Pull each line holding the word "HashMap" from the data.

__Stored data__:
• • • • •

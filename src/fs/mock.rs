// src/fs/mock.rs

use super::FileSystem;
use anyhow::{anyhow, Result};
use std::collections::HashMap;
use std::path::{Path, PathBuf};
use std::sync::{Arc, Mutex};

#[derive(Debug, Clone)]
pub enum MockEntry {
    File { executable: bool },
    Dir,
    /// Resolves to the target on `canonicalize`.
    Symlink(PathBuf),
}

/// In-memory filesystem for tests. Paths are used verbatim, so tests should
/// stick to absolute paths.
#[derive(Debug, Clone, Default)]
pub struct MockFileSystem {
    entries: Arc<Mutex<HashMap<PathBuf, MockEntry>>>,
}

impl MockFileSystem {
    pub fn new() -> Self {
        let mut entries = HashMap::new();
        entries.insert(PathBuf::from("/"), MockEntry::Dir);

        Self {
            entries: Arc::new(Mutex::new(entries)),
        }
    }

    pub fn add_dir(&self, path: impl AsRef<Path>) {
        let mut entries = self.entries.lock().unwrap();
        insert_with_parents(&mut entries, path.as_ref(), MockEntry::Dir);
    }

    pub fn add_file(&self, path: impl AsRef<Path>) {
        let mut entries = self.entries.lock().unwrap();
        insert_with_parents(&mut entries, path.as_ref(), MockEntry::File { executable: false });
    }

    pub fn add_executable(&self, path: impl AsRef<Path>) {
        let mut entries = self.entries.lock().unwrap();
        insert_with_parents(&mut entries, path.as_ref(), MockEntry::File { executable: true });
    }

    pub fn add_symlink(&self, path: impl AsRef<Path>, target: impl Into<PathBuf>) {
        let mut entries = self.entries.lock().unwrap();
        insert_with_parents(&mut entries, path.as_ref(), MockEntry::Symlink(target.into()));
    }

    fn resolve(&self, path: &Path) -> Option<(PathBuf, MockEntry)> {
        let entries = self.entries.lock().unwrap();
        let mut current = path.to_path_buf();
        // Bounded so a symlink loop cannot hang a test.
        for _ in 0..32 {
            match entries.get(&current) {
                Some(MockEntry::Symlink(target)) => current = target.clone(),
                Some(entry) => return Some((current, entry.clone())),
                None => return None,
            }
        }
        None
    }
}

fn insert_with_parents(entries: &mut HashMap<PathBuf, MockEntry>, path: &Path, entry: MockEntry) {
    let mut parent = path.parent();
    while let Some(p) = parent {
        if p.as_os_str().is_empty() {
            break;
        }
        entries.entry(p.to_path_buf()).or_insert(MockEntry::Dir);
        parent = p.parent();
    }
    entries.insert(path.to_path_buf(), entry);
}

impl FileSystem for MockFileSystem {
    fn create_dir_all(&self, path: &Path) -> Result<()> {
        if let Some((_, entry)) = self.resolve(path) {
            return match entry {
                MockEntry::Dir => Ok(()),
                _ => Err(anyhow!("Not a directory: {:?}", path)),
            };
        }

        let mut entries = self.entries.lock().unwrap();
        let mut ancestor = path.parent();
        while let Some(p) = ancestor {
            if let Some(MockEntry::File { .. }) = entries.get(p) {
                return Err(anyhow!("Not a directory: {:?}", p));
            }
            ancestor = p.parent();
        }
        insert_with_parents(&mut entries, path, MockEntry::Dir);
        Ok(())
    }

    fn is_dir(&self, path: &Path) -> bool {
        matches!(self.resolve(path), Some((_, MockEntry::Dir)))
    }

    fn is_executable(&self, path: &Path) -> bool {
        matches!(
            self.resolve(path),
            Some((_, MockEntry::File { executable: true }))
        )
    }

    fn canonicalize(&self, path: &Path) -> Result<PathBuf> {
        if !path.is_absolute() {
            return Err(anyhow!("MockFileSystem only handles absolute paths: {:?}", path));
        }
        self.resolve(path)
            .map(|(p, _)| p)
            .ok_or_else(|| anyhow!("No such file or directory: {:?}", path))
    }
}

• • • • •

__Response__:
use std::collections::HashMap;
    entries: Arc<Mutex<HashMap<PathBuf, MockEntry>>>,
        let mut entries = HashMap::new();
fn insert_with_parents(entries: &mut HashMap<PathBuf, MockEntry>, path: &Path, entry: MockEntry) {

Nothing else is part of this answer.